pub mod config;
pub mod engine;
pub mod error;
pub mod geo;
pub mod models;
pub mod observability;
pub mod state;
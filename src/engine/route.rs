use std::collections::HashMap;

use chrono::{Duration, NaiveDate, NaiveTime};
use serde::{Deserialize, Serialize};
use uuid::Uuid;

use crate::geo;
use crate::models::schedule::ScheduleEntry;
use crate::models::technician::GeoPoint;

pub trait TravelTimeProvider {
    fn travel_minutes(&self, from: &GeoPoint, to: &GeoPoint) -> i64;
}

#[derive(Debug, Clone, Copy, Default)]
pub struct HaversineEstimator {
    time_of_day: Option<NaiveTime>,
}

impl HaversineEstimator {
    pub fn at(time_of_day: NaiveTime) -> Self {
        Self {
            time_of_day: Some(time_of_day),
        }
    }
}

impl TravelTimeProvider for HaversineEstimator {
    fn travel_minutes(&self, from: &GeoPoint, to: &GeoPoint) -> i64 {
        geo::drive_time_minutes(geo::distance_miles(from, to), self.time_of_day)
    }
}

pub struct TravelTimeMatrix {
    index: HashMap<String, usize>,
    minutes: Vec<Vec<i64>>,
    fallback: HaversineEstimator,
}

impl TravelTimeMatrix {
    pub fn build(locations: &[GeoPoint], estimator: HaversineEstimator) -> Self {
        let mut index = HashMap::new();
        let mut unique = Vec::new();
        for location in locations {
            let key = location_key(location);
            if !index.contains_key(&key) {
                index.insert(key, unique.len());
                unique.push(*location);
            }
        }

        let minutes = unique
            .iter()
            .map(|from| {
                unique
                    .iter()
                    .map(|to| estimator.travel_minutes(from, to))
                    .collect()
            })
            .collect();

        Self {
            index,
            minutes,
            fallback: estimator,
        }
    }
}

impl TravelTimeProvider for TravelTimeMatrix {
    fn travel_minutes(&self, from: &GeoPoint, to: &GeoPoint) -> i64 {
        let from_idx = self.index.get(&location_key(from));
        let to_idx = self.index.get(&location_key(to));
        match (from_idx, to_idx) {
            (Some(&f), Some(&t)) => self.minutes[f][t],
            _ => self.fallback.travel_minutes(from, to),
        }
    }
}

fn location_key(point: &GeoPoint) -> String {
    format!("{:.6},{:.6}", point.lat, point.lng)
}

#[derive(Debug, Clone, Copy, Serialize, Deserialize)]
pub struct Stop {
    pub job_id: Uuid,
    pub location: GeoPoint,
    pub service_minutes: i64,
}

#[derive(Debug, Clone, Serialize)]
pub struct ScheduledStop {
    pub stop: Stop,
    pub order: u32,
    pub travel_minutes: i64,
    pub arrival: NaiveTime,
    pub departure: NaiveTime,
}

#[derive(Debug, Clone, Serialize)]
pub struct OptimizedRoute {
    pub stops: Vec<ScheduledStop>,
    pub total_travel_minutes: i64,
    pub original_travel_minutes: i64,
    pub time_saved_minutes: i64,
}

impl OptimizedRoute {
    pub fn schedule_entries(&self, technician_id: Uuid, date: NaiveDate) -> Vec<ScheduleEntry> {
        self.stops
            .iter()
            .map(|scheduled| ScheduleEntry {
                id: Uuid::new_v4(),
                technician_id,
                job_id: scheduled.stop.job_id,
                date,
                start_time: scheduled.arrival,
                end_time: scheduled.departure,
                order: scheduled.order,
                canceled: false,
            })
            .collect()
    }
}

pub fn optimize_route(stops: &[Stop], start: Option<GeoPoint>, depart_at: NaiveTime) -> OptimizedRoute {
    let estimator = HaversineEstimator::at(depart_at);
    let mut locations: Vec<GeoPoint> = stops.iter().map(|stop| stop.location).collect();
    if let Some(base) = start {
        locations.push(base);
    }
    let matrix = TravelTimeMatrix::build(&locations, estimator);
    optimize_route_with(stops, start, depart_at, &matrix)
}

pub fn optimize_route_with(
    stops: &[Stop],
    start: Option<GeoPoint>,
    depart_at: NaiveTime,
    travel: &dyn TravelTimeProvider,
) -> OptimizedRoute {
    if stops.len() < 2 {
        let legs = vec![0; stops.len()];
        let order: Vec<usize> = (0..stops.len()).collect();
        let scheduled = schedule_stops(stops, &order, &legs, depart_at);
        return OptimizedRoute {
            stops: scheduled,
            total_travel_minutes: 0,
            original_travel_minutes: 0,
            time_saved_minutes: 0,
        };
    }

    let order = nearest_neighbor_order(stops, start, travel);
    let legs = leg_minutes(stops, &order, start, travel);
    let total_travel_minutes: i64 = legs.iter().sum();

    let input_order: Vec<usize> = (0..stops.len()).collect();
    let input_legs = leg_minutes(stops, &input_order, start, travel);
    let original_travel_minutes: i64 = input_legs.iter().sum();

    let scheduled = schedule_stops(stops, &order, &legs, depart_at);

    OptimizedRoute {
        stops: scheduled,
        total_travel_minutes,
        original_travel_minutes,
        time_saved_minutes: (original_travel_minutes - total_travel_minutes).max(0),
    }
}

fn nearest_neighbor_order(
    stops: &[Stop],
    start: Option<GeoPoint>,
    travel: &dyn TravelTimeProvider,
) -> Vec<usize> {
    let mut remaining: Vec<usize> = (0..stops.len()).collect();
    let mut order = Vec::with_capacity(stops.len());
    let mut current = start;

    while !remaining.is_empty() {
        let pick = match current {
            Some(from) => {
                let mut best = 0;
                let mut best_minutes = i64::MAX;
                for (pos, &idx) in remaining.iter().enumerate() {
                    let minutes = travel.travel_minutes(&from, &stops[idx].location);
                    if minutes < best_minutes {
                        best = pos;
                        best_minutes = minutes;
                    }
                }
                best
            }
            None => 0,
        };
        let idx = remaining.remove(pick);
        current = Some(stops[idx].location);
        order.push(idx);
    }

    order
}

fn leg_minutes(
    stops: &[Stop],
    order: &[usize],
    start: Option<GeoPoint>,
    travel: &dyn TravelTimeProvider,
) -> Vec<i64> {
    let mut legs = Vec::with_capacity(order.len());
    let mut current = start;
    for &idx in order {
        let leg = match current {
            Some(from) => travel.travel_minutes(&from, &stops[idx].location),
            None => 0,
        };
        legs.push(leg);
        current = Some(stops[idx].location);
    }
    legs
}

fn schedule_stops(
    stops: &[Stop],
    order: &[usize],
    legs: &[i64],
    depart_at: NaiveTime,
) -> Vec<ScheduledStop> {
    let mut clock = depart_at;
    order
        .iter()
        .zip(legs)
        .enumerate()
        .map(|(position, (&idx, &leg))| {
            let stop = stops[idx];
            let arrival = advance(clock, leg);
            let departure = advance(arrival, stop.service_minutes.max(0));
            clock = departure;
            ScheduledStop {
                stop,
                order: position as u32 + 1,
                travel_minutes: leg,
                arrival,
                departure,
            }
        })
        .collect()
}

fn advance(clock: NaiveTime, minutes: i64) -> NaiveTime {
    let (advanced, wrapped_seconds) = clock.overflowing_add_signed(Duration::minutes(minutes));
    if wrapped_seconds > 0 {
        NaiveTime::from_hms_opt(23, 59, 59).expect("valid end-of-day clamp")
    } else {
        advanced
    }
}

++++++++++

WHAT IS BEING ASKED: Your task is to restate, word for word, the lines from the beginning of the records to the line with "use crate::models::technician::GeoPoint;", inclusive.

YOUR RESPONSE:
pub mod config;
pub mod engine;
pub mod error;
pub mod geo;
pub mod models;
pub mod observability;
pub mod state;
filename src/engine/route.rs
use std::collections::HashMap;

use chrono::{Duration, NaiveDate, NaiveTime};
use serde::{Deserialize, Serialize};
use uuid::Uuid;

use crate::geo;
use crate::models::schedule::ScheduleEntry;
use crate::models::technician::GeoPoint;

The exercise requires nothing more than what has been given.